Climate Change Index for week ending 18 Oct. 2009
Greenbang’s weekly Climate Change Index tracks research findings and events directly attributable to global warming. Our aim is to provide a numerical, week-to-week indicator of climate change developments.
Items that qualify for listing in each week’s index include new climate data published in peer-reviewed academic journals and extreme weather incidents or other natural events that are likely directly linked to the global warming trend.
The Climate Change Index for this week, ending 18 Oct. 2009 (details below): 8
12 October: The largest glacier in Indian Kashmir has shrunk by nearly 24 per cent over the past 30 years, according to a study from the University of Kashmir. The Kolahoi glacier is the largest source of meltwater for Kashmir’s main river, the Jhelum.
12 October: A little ocean warming is proving to be a good thing for scallops in British waters, scientists have found — but continued warming could reverse that benefit.
13 October: Biodiversity loss driven by climate change is making it unlikely the world will meet the 2010 targets based on the UN Convention on Biological Diversity, scientists attending the Diversitas Open Science Conference said.
14 October: The pace of climate change is accelerating, with many of the upper-range forecasts from the Intergovernmental Panel on Climate Change’s 2007 report becoming increasingly likely, according to an analysis by the UN Environment Programme (UNEP) of more than 400 major studies published since the last report. The analysis concludes that that the buildup of greenhouse gases “has most likely committed the world to a warming of 1.4−4.3 °C (by 2100), above pre-industrial surface temperatures.”

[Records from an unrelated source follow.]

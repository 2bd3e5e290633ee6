//! The Shamir secret sharing protocol core.

pub mod errors;
pub mod matrix_cache;
pub mod protocol;

pub use errors::{HyperMapError, RecVectorError, RecoverSecretError, ShamirError};
pub use protocol::{PolyDegree, Shamir};
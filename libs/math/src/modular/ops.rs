//! Modular number operations.

use super::{ModularNumber, Prime};
use crate::{errors::DivByZero, fields::Inv};
use std::ops::{Add, Div, Mul, Neg, Sub};

fn add_mod<T: Prime>(left: u64, right: u64) -> u64 {
    let sum = u128::from(left) + u128::from(right);
    (sum % u128::from(T::MODULO)) as u64
}

fn sub_mod<T: Prime>(left: u64, right: u64) -> u64 {
    let diff = u128::from(left) + u128::from(T::MODULO) - u128::from(right);
    (diff % u128::from(T::MODULO)) as u64
}

fn mul_mod<T: Prime>(left: u64, right: u64) -> u64 {
    let product = u128::from(left) * u128::from(right);
    (product % u128::from(T::MODULO)) as u64
}

impl<T: Prime> Add<&ModularNumber<T>> for ModularNumber<T> {
    type Output = ModularNumber<T>;

    fn add(self, other: &ModularNumber<T>) -> ModularNumber<T> {
        (&self).add(other)
    }
}

impl<T: Prime> Add for &ModularNumber<T> {
    type Output = ModularNumber<T>;

    fn add(self, other: &ModularNumber<T>) -> ModularNumber<T> {
        ModularNumber::new(add_mod::<T>(self.value, other.value))
    }
}

impl<T: Prime> Sub<&ModularNumber<T>> for ModularNumber<T> {
    type Output = ModularNumber<T>;

    fn sub(self, other: &ModularNumber<T>) -> ModularNumber<T> {
        (&self).sub(other)
    }
}

impl<T: Prime> Sub for &ModularNumber<T> {
    type Output = ModularNumber<T>;

    fn sub(self, other: &ModularNumber<T>) -> ModularNumber<T> {
        ModularNumber::new(sub_mod::<T>(self.value, other.value))
    }
}

impl<T: Prime> Mul<&ModularNumber<T>> for ModularNumber<T> {
    type Output = ModularNumber<T>;

    fn mul(self, other: &ModularNumber<T>) -> ModularNumber<T> {
        (&self).mul(other)
    }
}

impl<T: Prime> Mul for &ModularNumber<T> {
    type Output = ModularNumber<T>;

    fn mul(self, other: &ModularNumber<T>) -> ModularNumber<T> {
        ModularNumber::new(mul_mod::<T>(self.value, other.value))
    }
}

impl<T: Prime> Div<&ModularNumber<T>> for ModularNumber<T> {
    type Output = Result<ModularNumber<T>, DivByZero>;

    fn div(self, other: &ModularNumber<T>) -> Self::Output {
        (&self).div(other)
    }
}

impl<T: Prime> Div for &ModularNumber<T> {
    type Output = Result<ModularNumber<T>, DivByZero>;

    #[allow(clippy::suspicious_arithmetic_impl)]
    fn div(self, other: &ModularNumber<T>) -> Self::Output {
        let inverse = (*other).inv()?;
        Ok(self * &inverse)
    }
}

impl<T: Prime> Neg for ModularNumber<T> {
    type Output = ModularNumber<T>;

    fn neg(self) -> Self::Output {
        (&self).neg()
    }
}

impl<T: Prime> Neg for &ModularNumber<T> {
    type Output = ModularNumber<T>;

    fn neg(self) -> Self::Output {
        ModularNumber::new(sub_mod::<T>(0, self.value))
    }
}

impl<T: Prime> Inv for ModularNumber<T> {
    type Output = Result<ModularNumber<T>, DivByZero>;

    fn inv(self) -> Self::Output {
        if self.is_zero() {
            return Err(DivByZero);
        }
        Ok(self.inverse())
    }
}
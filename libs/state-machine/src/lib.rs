//! Message-driven state machine abstractions for round-based protocols.
//!
//! Implement [StateMachineState][crate::StateMachineState] to **define** a
//! protocol's states; wrap it in a [StateMachine][crate::StateMachine] to
//! **drive** it with incoming messages.

#![deny(missing_docs)]
#![forbid(unsafe_code)]
#![deny(
    clippy::unwrap_used,
    clippy::expect_used,
    clippy::panic,
    clippy::indexing_slicing,
    clippy::arithmetic_side_effects,
    clippy::iterator_step_by_zero,
    clippy::invalid_regex,
    clippy::string_slice,
    clippy::unimplemented,
    clippy::todo
)]

pub mod errors;
pub mod message;
pub mod sm;
pub mod state;
#[cfg(test)]
mod test;

pub use sm::{StateMachine, StateMachineOutput};
pub use state::{StateMachineState, StateMachineStateExt, StateMachineStateOutput, StateMachineStateResult};
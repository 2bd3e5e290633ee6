//! The batched MAC check.

use crate::{
    multiplication::mult_shares::{MultCreateError, MultState, MultStateMessage, OperandShares},
    reveal::state::{RevealMode, RevealOutput, RevealState, RevealStateMessage},
    spdz_wise::share::MacShare,
};
use anyhow::anyhow;
use basic_types::PartyMessage;
use math_lib::modular::{ModularNumber, Prime};
use rand_chacha::{rand_core::SeedableRng, ChaCha20Rng};
use serde::{Deserialize, Serialize};
use shamir_sharing::{party::PartyId, secret_sharer::ShamirSecretSharer};
use state_machine::{
    errors::StateMachineError,
    state::StateMachineMessage,
    StateMachine, StateMachineOutput, StateMachineState, StateMachineStateExt, StateMachineStateOutput,
    StateMachineStateResult,
};
use std::{fmt, sync::Arc};
use subtle::ConstantTimeEq;

/// The outcome of a MAC check.
#[derive(Clone, Copy, Debug, Eq, PartialEq)]
pub enum MacCheckOutput {
    /// Every pending share/MAC pair was consistent.
    Valid,

    /// Some share or MAC was tampered with since the last check.
    ///
    /// The computation must terminate: with the redundancy at hand the
    /// corrupted value cannot be located, let alone corrected.
    MacMismatch,
}

impl MacCheckOutput {
    /// Checks whether the batch verified.
    pub fn is_valid(&self) -> bool {
        matches!(self, Self::Valid)
    }
}

/// The MAC check state definitions.
pub mod states {
    use crate::{multiplication::mult_shares::MultState, reveal::state::RevealState, spdz_wise::share::MacShare};
    use math_lib::modular::{ModularNumber, Prime};
    use shamir_sharing::secret_sharer::ShamirSecretSharer;
    use state_machine::StateMachine;
    use std::sync::Arc;

    /// The coefficient seed is being opened.
    pub struct WaitingSeed<T: Prime> {
        /// The reveal of the seed share.
        pub(crate) reveal_machine: StateMachine<RevealState<T>>,

        /// The opened seed, once the reveal finishes.
        pub(crate) seed: Option<ModularNumber<T>>,

        /// The share/MAC pairs under check.
        pub(crate) pending: Vec<MacShare<T>>,

        /// The MAC key share.
        pub(crate) mac_key: ModularNumber<T>,

        /// The random mask share for the zero check.
        pub(crate) mask: ModularNumber<T>,

        /// The secret sharer to be used.
        pub(crate) secret_sharer: Arc<ShamirSecretSharer<T>>,
    }

    /// The two random linear combinations are being opened.
    pub struct WaitingCombination<T: Prime> {
        /// The reveal of the combined value and combined MAC.
        pub(crate) reveal_machine: StateMachine<RevealState<T>>,

        /// The opened combinations, once the reveal finishes.
        pub(crate) opened: Option<(ModularNumber<T>, ModularNumber<T>)>,

        /// The MAC key share.
        pub(crate) mac_key: ModularNumber<T>,

        /// The random mask share for the zero check.
        pub(crate) mask: ModularNumber<T>,

        /// The secret sharer to be used.
        pub(crate) secret_sharer: Arc<ShamirSecretSharer<T>>,
    }

    /// The masked difference is being multiplied.
    pub struct WaitingProduct<T: Prime> {
        /// The multiplication of mask and difference.
        pub(crate) mult_machine: StateMachine<MultState<T>>,

        /// The product share, once the multiplication finishes.
        pub(crate) product: Option<ModularNumber<T>>,

        /// The secret sharer to be used.
        pub(crate) secret_sharer: Arc<ShamirSecretSharer<T>>,
    }

    /// The masked difference is being opened for the zero check.
    pub struct WaitingZero<T: Prime> {
        /// The reveal of the masked difference.
        pub(crate) reveal_machine: StateMachine<RevealState<T>>,

        /// The opened masked difference, once the reveal finishes.
        pub(crate) opened: Option<ModularNumber<T>>,
    }
}

/// The state machine for the batched MAC check.
///
/// One coefficient per pending pair is expanded from a jointly opened seed;
/// the randomized linear combinations of shares (`w`) and MACs (`u`) are
/// opened, and `u - w * alpha` is verified to be zero without ever opening
/// `alpha`: the difference is computed on shares, blinded by a fresh random
/// mask, multiplied, opened, and compared against zero. A single tampered
/// pair survives only if the random coefficient or the mask hits zero, so
/// cheating is caught except with probability about `2 / |field|`.
pub enum MacCheckState<T: Prime> {
    /// The coefficient seed is being opened.
    WaitingSeed(states::WaitingSeed<T>),

    /// The linear combinations are being opened.
    WaitingCombination(states::WaitingCombination<T>),

    /// The masked difference is being multiplied.
    WaitingProduct(states::WaitingProduct<T>),

    /// The zero check value is being opened.
    WaitingZero(states::WaitingZero<T>),
}

use MacCheckState::*;

impl<T: Prime> MacCheckState<T> {
    /// Constructs a new MAC check over the given pending pairs.
    ///
    /// # Arguments
    /// - `pending` - The share/MAC pairs accumulated since the last check.
    /// - `mac_key` - The share of the MAC key.
    /// - `seed` - A fresh random share to open as the coefficient seed.
    /// - `mask` - A fresh random share blinding the zero check.
    /// - `secret_sharer` - The secret sharer bound to the session.
    pub fn new(
        pending: Vec<MacShare<T>>,
        mac_key: ModularNumber<T>,
        seed: ModularNumber<T>,
        mask: ModularNumber<T>,
        secret_sharer: Arc<ShamirSecretSharer<T>>,
    ) -> Result<(Self, Vec<StateMachineMessage<Self>>), MacCheckCreateError> {
        if pending.is_empty() {
            return Err(MacCheckCreateError::EmptyBatch);
        }
        let (reveal_state, messages) = RevealState::new(RevealMode::Direct, vec![seed], secret_sharer.clone());
        let messages = messages.into_iter().map(|message| message.wrap(MacCheckStateMessage::Seed)).collect();
        let state = WaitingSeed(states::WaitingSeed {
            reveal_machine: StateMachine::new(reveal_state),
            seed: None,
            pending,
            mac_key,
            mask,
            secret_sharer,
        });
        Ok((state, messages))
    }

    fn handle_message(mut state: Self, message: PartyMessage<MacCheckStateMessage>) -> StateMachineStateResult<Self> {
        use MacCheckStateMessage::*;
        let (party_id, message) = message.into_parts();
        match (message, &mut state) {
            (Seed(message), WaitingSeed(inner)) => {
                match inner.reveal_machine.handle_message(PartyMessage::new(party_id, message))? {
                    StateMachineOutput::Final(output) => {
                        inner.seed = Some(Self::single_secret(output)?);
                        state.try_next()
                    }
                    output => state.wrap_message(output, Seed),
                }
            }
            (Combination(message), WaitingCombination(inner)) => {
                match inner.reveal_machine.handle_message(PartyMessage::new(party_id, message))? {
                    StateMachineOutput::Final(output) => {
                        let mut secrets = Self::secrets(output)?.into_iter();
                        let opened = secrets
                            .next()
                            .zip(secrets.next())
                            .ok_or_else(|| anyhow!("expected two opened combinations"))?;
                        inner.opened = Some(opened);
                        state.try_next()
                    }
                    output => state.wrap_message(output, Combination),
                }
            }
            (Product(message), WaitingProduct(inner)) => {
                match inner.mult_machine.handle_message(PartyMessage::new(party_id, message))? {
                    StateMachineOutput::Final(mut products) => {
                        inner.product =
                            Some(products.pop().ok_or_else(|| anyhow!("empty product batch"))?);
                        state.try_next()
                    }
                    output => state.wrap_message(output, Product),
                }
            }
            (Zero(message), WaitingZero(inner)) => {
                match inner.reveal_machine.handle_message(PartyMessage::new(party_id, message))? {
                    StateMachineOutput::Final(output) => {
                        inner.opened = Some(Self::single_secret(output)?);
                        state.try_next()
                    }
                    output => state.wrap_message(output, Zero),
                }
            }
            (message, _) => Ok(StateMachineStateOutput::OutOfOrder(state, PartyMessage::new(party_id, message))),
        }
    }

    fn secrets(output: RevealOutput<T>) -> Result<Vec<ModularNumber<T>>, StateMachineError> {
        output.into_secrets().map_err(|e| StateMachineError::UnexpectedError(anyhow!("{e}")))
    }

    fn single_secret(output: RevealOutput<T>) -> Result<ModularNumber<T>, StateMachineError> {
        let mut secrets = Self::secrets(output)?.into_iter();
        secrets.next().ok_or_else(|| StateMachineError::UnexpectedError(anyhow!("empty reveal output")))
    }

    fn transition_waiting_seed(state: states::WaitingSeed<T>) -> StateMachineStateResult<Self> {
        let seed = state.seed.ok_or_else(|| anyhow!("seed not opened"))?;

        // All parties expand the same coefficients from the opened seed.
        let mut seed_bytes = [0u8; 32];
        for (dst, src) in seed_bytes.iter_mut().zip(seed.into_value().to_le_bytes()) {
            *dst = src;
        }
        let mut rng = ChaCha20Rng::from_seed(seed_bytes);

        let mut combined_value = ModularNumber::ZERO;
        let mut combined_mac = ModularNumber::ZERO;
        for share in &state.pending {
            let coefficient = ModularNumber::<T>::gen_random_with_rng(&mut rng);
            combined_value = combined_value + &(share.value * &coefficient);
            combined_mac = combined_mac + &(share.mac * &coefficient);
        }

        let (reveal_state, messages) =
            RevealState::new(RevealMode::Direct, vec![combined_value, combined_mac], state.secret_sharer.clone());
        let messages =
            messages.into_iter().map(|message| message.wrap(MacCheckStateMessage::Combination)).collect();
        let next_state = WaitingCombination(states::WaitingCombination {
            reveal_machine: StateMachine::new(reveal_state),
            opened: None,
            mac_key: state.mac_key,
            mask: state.mask,
            secret_sharer: state.secret_sharer,
        });
        Ok(StateMachineStateOutput::Messages(next_state, messages))
    }

    fn transition_waiting_combination(state: states::WaitingCombination<T>) -> StateMachineStateResult<Self> {
        let (combined_value, combined_mac) = state.opened.ok_or_else(|| anyhow!("combinations not opened"))?;

        // The difference u - w * alpha is zero exactly when the batch is
        // clean; computing it on shares keeps alpha hidden.
        let difference = combined_mac - &(combined_value * &state.mac_key);
        let operands = vec![OperandShares::single(state.mask, difference)];
        let (mult_state, messages) = MultState::new(operands, state.secret_sharer.clone())
            .map_err(|e| anyhow!("building zero check multiplication: {e}"))?;
        let messages = messages.into_iter().map(|message| message.wrap(MacCheckStateMessage::Product)).collect();
        let next_state = WaitingProduct(states::WaitingProduct {
            mult_machine: StateMachine::new(mult_state),
            product: None,
            secret_sharer: state.secret_sharer,
        });
        Ok(StateMachineStateOutput::Messages(next_state, messages))
    }

    fn transition_waiting_product(state: states::WaitingProduct<T>) -> StateMachineStateResult<Self> {
        let product = state.product.ok_or_else(|| anyhow!("product not ready"))?;
        let (reveal_state, messages) = RevealState::new(RevealMode::Direct, vec![product], state.secret_sharer);
        let messages = messages.into_iter().map(|message| message.wrap(MacCheckStateMessage::Zero)).collect();
        let next_state =
            WaitingZero(states::WaitingZero { reveal_machine: StateMachine::new(reveal_state), opened: None });
        Ok(StateMachineStateOutput::Messages(next_state, messages))
    }

    fn transition_waiting_zero(state: states::WaitingZero<T>) -> StateMachineStateResult<Self> {
        let opened = state.opened.ok_or_else(|| anyhow!("zero check value not opened"))?;
        let valid = bool::from(opened.ct_eq(&ModularNumber::ZERO));
        let output = if valid { MacCheckOutput::Valid } else { MacCheckOutput::MacMismatch };
        Ok(StateMachineStateOutput::Final(output))
    }
}

impl<T: Prime> StateMachineState for MacCheckState<T> {
    type RecipientId = PartyId;
    type InputMessage = PartyMessage<MacCheckStateMessage>;
    type OutputMessage = MacCheckStateMessage;
    type FinalResult = MacCheckOutput;

    fn is_completed(&self) -> bool {
        match self {
            WaitingSeed(inner) => inner.seed.is_some(),
            WaitingCombination(inner) => inner.opened.is_some(),
            WaitingProduct(inner) => inner.product.is_some(),
            WaitingZero(inner) => inner.opened.is_some(),
        }
    }

    fn try_next(self) -> StateMachineStateResult<Self> {
        match self {
            WaitingSeed(inner) => Self::transition_waiting_seed(inner),
            WaitingCombination(inner) => Self::transition_waiting_combination(inner),
            WaitingProduct(inner) => Self::transition_waiting_product(inner),
            WaitingZero(inner) => Self::transition_waiting_zero(inner),
        }
    }

    fn handle_message(self, message: Self::InputMessage) -> StateMachineStateResult<Self> {
        Self::handle_message(self, message)
    }
}

impl<T: Prime> fmt::Display for MacCheckState<T> {
    fn fmt(&self, f: &mut fmt::Formatter<'_>) -> fmt::Result {
        match self {
            WaitingSeed(_) => write!(f, "MacCheckState::WaitingSeed"),
            WaitingCombination(_) => write!(f, "MacCheckState::WaitingCombination"),
            WaitingProduct(_) => write!(f, "MacCheckState::WaitingProduct"),
            WaitingZero(_) => write!(f, "MacCheckState::WaitingZero"),
        }
    }
}

/// A message for the MAC check state machine.
#[derive(Clone, Debug, Serialize, Deserialize, PartialEq)]
pub enum MacCheckStateMessage {
    /// A message for the seed reveal.
    Seed(RevealStateMessage),

    /// A message for the combinations reveal.
    Combination(RevealStateMessage),

    /// A message for the zero check multiplication.
    Product(MultStateMessage),

    /// A message for the zero check reveal.
    Zero(RevealStateMessage),
}

/// An error during the MAC check state construction.
#[derive(thiserror::Error, Debug)]
pub enum MacCheckCreateError {
    /// There is nothing to check.
    #[error("no pending results to check")]
    EmptyBatch,

    /// The zero check multiplication could not be built.
    #[error(transparent)]
    Mult(#[from] MultCreateError),
}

15 October: Last month’s combined global land and ocean surface temperature was the second-warmest September on record, according to the National Oceanic and Atmospheric Administration (NOAA).
15 October: Record flooding in the Philippines, a delayed monsoon in India and extreme drought in Australia — all possible effects of climate change — are threatening the world’s rice harvests this year, according to a study from the International Rice Research Institute.
15 October: The Arctic Ocean is likely to be mostly ice-free during the summer within the next 10 years, according to new data from the Catlin Arctic Survey. The data, collected earlier this year by researchers on a 450-kilometre trek across the northern part of the Beaufort Sea, indicates the survey area is made up almost exclusively of first-year ice.
15 October: A Swiss study published in the journal Environmental Science and Technology reports that melting glaciers in the Alps are posing a threat to “pristine mountain areas” because they are releasing pollution-based toxins that had long been stored in the ice.